=== Your assignment ===
Among the lines below, list those containing the string "number".
◇ ◇ ◇ ◇
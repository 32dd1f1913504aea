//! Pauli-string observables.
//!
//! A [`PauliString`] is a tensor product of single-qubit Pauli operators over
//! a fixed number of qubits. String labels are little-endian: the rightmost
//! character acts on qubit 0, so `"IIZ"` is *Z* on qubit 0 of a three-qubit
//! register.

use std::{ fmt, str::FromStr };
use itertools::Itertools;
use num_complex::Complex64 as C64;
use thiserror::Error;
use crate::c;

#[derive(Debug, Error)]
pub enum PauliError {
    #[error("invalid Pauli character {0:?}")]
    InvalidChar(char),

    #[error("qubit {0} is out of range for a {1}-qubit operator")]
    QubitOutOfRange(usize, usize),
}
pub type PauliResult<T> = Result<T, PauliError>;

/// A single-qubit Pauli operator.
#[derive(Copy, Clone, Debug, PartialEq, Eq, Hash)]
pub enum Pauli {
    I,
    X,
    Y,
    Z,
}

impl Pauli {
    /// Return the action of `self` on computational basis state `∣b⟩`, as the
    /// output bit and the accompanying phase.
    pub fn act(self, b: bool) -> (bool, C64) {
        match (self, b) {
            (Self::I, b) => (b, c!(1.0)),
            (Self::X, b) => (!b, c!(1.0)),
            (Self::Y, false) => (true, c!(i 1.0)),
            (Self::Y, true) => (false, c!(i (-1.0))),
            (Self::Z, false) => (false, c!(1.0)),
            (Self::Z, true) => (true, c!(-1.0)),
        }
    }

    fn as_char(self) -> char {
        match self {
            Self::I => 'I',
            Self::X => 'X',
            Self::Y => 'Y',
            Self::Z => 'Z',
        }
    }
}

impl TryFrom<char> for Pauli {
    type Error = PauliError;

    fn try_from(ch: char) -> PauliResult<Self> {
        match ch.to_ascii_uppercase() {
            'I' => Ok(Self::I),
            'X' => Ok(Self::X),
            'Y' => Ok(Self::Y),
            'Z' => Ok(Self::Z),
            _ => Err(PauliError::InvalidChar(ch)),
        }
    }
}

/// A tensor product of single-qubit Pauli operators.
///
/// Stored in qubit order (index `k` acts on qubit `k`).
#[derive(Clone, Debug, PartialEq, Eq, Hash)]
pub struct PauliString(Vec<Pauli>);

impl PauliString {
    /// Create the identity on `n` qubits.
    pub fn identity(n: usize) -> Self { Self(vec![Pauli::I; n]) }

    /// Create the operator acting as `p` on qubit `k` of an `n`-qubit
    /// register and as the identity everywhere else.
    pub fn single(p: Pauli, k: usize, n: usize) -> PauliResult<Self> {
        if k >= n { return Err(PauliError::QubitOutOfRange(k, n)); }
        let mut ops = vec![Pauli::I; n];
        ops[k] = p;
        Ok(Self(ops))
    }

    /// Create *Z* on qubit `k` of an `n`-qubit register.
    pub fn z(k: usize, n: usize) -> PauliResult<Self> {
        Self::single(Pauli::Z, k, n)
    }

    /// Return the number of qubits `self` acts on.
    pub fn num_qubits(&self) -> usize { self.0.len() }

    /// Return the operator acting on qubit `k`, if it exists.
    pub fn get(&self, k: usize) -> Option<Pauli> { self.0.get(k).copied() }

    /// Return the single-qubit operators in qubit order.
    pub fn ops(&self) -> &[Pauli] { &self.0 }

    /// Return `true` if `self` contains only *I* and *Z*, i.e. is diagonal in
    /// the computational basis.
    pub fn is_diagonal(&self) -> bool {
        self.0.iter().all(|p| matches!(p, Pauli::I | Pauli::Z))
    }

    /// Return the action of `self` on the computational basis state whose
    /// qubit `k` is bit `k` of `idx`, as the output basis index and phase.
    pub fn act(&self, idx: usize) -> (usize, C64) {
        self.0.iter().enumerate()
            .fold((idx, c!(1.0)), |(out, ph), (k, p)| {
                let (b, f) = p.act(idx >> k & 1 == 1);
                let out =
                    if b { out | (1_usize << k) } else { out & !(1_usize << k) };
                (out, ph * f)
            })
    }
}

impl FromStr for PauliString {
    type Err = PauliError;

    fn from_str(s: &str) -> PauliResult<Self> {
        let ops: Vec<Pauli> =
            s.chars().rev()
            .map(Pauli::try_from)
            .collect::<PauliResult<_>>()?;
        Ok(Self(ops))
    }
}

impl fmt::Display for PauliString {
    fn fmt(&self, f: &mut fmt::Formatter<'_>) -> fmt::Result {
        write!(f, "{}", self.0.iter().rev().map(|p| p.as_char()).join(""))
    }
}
◇ ◇ ◇ ◇
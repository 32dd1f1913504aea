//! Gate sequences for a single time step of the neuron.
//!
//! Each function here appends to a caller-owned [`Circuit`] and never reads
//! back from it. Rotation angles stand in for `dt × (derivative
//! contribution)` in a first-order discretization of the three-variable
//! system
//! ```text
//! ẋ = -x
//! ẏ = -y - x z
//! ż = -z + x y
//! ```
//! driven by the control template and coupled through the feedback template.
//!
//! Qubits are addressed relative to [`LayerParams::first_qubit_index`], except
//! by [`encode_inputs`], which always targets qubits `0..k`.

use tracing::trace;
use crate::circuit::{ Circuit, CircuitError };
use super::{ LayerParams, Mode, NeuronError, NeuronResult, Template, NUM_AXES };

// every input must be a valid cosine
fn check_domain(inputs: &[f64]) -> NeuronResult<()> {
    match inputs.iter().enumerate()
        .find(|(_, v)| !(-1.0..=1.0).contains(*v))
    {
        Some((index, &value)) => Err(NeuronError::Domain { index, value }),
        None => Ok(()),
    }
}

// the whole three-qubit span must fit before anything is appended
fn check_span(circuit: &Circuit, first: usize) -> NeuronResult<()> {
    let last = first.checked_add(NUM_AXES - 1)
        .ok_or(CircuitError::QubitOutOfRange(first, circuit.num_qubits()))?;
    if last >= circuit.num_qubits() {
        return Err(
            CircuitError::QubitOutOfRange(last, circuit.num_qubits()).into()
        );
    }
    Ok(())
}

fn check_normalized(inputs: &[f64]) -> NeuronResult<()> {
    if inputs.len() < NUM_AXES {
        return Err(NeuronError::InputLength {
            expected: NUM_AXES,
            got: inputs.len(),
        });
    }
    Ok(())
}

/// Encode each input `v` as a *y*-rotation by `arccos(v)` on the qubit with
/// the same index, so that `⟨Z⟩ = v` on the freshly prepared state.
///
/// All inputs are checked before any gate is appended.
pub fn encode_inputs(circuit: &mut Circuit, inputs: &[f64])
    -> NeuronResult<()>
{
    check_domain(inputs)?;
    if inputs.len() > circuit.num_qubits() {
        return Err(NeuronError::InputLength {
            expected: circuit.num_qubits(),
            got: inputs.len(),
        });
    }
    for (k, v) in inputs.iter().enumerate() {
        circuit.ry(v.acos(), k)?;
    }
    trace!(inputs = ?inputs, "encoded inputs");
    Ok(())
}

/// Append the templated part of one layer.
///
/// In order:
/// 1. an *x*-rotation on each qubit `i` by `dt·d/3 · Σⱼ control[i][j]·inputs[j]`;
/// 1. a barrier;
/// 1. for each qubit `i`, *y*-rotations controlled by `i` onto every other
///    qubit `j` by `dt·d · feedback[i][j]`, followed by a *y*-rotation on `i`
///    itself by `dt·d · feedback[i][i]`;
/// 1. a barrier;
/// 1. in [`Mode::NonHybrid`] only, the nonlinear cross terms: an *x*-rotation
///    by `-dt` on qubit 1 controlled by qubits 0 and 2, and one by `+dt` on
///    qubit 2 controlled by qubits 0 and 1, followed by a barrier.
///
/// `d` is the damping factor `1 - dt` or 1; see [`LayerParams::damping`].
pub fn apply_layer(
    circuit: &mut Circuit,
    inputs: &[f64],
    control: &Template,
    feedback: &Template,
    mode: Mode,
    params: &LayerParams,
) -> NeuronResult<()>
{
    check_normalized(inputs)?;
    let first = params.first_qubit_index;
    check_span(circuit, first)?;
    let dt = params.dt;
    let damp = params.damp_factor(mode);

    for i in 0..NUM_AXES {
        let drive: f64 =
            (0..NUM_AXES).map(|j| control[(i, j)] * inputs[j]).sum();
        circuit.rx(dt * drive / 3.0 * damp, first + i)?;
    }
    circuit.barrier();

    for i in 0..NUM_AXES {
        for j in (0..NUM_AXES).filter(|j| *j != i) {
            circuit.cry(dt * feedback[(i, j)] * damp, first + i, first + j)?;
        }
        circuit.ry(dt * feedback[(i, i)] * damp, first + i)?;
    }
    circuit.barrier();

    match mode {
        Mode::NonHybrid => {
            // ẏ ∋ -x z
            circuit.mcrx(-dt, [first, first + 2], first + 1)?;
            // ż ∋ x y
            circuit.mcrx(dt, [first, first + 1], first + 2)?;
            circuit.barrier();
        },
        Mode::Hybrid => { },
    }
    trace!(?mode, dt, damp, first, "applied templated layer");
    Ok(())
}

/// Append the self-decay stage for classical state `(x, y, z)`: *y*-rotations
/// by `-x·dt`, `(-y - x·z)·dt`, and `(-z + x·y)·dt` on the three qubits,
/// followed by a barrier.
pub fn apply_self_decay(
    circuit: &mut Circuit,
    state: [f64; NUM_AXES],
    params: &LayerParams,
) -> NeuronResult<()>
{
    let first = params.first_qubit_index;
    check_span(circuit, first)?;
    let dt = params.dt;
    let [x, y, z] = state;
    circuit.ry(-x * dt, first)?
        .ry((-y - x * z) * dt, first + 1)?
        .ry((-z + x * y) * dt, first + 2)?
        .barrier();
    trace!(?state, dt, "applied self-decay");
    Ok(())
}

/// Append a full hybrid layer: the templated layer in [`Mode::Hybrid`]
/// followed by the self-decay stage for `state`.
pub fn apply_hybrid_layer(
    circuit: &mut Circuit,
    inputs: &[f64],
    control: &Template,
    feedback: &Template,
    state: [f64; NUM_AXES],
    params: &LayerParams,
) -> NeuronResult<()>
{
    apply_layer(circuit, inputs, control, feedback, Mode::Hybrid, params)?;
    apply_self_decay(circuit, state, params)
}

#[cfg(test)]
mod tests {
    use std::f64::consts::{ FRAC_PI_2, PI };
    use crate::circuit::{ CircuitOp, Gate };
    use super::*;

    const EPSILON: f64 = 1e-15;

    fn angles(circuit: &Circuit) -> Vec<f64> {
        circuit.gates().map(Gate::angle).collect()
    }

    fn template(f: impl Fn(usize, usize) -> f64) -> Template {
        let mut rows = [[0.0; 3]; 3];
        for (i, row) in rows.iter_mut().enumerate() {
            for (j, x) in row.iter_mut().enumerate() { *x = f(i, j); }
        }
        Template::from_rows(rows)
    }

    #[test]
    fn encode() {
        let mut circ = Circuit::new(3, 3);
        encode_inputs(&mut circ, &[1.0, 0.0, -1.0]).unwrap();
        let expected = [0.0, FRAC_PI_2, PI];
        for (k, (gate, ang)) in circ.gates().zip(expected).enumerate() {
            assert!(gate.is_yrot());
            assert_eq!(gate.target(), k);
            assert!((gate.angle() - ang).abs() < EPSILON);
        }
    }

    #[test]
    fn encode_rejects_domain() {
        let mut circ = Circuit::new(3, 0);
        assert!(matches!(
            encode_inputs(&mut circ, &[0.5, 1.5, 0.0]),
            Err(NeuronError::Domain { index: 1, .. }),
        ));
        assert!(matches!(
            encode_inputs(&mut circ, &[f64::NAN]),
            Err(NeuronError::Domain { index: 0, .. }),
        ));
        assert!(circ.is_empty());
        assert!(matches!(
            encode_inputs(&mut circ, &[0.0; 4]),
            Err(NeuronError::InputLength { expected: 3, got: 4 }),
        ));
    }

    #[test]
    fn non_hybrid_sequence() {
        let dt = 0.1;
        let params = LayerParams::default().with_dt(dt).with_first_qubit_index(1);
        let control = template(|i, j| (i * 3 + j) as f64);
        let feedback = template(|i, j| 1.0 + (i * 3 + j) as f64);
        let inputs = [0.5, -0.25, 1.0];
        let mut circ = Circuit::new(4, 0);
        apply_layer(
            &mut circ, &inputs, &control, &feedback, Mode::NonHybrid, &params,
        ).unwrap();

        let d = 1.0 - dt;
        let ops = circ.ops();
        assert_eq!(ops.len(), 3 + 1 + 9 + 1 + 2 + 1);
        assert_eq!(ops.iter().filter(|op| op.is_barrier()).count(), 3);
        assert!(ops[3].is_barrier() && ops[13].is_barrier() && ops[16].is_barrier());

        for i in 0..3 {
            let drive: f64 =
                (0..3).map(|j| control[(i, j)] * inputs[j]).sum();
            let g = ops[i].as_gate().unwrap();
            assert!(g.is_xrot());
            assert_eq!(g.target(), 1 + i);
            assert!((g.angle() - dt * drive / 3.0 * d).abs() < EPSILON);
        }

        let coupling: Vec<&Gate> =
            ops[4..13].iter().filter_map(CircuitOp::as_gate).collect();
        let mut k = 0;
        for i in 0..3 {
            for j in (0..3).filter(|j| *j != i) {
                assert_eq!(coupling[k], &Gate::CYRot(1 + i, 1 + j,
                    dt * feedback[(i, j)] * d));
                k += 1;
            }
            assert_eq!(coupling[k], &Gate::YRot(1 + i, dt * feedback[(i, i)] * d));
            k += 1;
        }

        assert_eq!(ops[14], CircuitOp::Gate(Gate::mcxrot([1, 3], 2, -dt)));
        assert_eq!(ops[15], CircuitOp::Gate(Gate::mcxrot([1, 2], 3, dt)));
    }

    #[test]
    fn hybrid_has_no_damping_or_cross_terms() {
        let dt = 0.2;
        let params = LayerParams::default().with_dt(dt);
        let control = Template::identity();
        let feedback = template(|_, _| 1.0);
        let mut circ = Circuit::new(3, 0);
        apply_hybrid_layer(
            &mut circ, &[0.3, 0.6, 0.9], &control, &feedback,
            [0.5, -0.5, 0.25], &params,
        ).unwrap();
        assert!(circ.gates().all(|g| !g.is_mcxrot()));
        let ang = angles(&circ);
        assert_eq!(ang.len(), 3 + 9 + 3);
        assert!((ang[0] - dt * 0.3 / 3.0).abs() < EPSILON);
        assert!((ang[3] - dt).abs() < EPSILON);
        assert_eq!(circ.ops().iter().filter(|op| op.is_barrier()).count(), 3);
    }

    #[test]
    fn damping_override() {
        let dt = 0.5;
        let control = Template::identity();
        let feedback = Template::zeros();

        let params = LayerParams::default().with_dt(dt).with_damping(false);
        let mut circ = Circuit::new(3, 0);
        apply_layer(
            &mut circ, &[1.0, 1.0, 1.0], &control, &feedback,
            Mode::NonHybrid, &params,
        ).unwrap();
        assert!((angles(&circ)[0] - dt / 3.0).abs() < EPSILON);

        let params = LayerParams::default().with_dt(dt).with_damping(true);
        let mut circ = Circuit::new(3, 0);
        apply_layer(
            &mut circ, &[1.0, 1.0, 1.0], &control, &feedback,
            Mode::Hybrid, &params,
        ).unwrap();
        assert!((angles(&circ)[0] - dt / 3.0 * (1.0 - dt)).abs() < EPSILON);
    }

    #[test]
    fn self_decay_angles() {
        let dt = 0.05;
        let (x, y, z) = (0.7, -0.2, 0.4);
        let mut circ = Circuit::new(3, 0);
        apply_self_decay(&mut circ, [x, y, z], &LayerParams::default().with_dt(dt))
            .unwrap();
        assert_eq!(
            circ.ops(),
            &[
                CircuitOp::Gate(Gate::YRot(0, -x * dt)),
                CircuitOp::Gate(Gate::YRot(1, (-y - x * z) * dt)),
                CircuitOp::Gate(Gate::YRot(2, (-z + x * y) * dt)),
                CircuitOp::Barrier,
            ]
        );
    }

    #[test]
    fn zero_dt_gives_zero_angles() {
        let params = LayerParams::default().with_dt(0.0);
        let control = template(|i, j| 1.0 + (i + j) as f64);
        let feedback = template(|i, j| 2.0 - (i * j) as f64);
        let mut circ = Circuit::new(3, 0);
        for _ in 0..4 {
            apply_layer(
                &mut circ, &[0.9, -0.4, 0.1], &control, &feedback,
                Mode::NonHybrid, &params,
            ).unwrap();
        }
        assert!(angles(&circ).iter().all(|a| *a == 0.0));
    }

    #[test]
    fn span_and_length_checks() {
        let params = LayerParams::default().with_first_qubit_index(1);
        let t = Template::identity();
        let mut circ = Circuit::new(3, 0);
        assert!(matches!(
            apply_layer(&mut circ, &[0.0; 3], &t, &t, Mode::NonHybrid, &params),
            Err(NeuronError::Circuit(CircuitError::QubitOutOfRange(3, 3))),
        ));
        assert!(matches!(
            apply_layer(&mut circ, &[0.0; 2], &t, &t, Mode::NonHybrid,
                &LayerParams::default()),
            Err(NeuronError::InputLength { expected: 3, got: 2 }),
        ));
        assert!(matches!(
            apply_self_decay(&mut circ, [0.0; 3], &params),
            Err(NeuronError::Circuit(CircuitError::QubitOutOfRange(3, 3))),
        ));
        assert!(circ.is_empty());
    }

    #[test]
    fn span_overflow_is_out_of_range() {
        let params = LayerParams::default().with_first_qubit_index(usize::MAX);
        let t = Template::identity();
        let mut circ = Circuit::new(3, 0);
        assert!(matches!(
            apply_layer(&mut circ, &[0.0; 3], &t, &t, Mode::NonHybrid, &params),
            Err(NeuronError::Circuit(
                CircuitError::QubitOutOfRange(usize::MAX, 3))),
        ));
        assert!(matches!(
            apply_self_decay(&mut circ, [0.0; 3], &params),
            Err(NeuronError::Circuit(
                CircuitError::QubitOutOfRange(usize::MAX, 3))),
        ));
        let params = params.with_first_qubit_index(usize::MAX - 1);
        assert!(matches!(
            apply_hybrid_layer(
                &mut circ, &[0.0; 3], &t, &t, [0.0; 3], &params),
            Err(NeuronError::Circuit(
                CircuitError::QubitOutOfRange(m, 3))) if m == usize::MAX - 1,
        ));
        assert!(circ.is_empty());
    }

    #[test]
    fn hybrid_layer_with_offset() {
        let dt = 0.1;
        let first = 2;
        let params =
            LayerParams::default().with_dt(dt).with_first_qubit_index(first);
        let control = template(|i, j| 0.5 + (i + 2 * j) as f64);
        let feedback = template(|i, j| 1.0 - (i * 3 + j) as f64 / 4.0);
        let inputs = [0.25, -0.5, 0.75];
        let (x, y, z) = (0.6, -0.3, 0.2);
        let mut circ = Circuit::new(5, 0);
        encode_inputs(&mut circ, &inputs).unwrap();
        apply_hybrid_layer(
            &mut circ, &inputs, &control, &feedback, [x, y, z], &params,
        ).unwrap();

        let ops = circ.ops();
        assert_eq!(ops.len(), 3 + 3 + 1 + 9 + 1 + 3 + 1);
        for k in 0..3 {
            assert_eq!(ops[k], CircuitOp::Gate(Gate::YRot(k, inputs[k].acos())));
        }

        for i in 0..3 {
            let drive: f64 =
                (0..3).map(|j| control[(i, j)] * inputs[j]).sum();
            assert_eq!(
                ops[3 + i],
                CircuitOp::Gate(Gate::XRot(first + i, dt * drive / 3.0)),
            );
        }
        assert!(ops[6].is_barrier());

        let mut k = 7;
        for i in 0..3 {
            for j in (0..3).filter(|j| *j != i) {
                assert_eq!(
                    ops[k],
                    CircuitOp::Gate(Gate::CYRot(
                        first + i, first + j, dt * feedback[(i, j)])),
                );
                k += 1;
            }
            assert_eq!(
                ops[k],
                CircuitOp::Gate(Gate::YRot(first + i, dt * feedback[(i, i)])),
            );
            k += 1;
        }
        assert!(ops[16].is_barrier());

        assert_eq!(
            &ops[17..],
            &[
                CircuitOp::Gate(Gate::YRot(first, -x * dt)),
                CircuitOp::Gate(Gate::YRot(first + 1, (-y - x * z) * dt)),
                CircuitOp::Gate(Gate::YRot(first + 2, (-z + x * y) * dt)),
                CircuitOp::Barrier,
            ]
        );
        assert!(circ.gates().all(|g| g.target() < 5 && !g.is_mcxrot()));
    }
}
◇ ◇ ◇ ◇
=== Your response ===
//! a fixed number of qubits. String labels are little-endian: the rightmost
    /// Return the number of qubits `self` acts on.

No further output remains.